Down to the last character, repeat the data that follows.
....................
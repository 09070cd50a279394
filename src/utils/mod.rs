//! Utility modules

pub mod console;
pub mod payees;
pub mod scripted;
pub mod validation;

pub use console::*;
pub use payees::*;
pub use scripted::*;
pub use validation::*;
....................
▸ **Written answer**
repository 09070cd50a279394
filename src/utils/mod.rs
//! Utility modules

pub mod console;
pub mod payees;
pub mod scripted;
pub mod validation;

pub use console::*;
pub use payees::*;
pub use scripted::*;
pub use validation::*;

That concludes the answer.